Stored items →
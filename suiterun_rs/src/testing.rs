//! In-memory configuration source for unit tests.

use std::collections::HashMap;
use std::rc::Rc;

use toml::{Table, Value};

use crate::config::{ConfigSource, Configuration};
use crate::error::LaunchError;

pub(crate) fn config_with_commands(source: &str, commands: Option<&[&str]>) -> Rc<Configuration> {
    let mut table = Table::new();
    if let Some(commands) = commands {
        let mut extensions = Table::new();
        extensions.insert(
            "commands".to_string(),
            Value::Array(commands.iter().map(|c| Value::String(c.to_string())).collect()),
        );
        table.insert("extensions".to_string(), Value::Table(extensions));
    }
    Rc::new(Configuration::from_table(source, table).expect("valid test configuration"))
}

/// Records every load request and answers from fixed tables.
#[derive(Default)]
pub(crate) struct FakeSource {
    pub(crate) loads: Vec<Option<String>>,
    files: HashMap<String, Rc<Configuration>>,
    default: Option<Rc<Configuration>>,
    broken: Vec<String>,
    broken_default: bool,
}

impl FakeSource {
    pub(crate) fn with_file(mut self, path: &str, commands: &[&str]) -> Self {
        self.files
            .insert(path.to_string(), config_with_commands(path, Some(commands)));
        self
    }

    pub(crate) fn with_default(mut self, commands: Option<&[&str]>) -> Self {
        self.default = Some(config_with_commands("suiterun.toml", commands));
        self
    }

    pub(crate) fn with_broken_file(mut self, path: &str) -> Self {
        self.broken.push(path.to_string());
        self
    }

    pub(crate) fn with_broken_default(mut self) -> Self {
        self.broken_default = true;
        self
    }
}

impl ConfigSource for FakeSource {
    fn load(&mut self, path: Option<&str>) -> Result<Rc<Configuration>, LaunchError> {
        self.loads.push(path.map(str::to_string));
        match path {
            Some(path) if self.broken.iter().any(|b| b == path) => Err(LaunchError::Parse {
                path: path.to_string(),
                message: "expected `]`".to_string(),
            }),
            Some(path) => self
                .files
                .get(path)
                .cloned()
                .ok_or_else(|| LaunchError::NotFound {
                    location: path.to_string(),
                }),
            None if self.broken_default => Err(LaunchError::Parse {
                path: "suiterun.toml".to_string(),
                message: "expected `]`".to_string(),
            }),
            None => self.default.clone().ok_or_else(|| LaunchError::NotFound {
                location: ".".to_string(),
            }),
        }
    }
}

Prompt → From the data, work out how many lines include the word "ConfigSource"; the reply is that number and nothing else.

Answer to this exercise → 2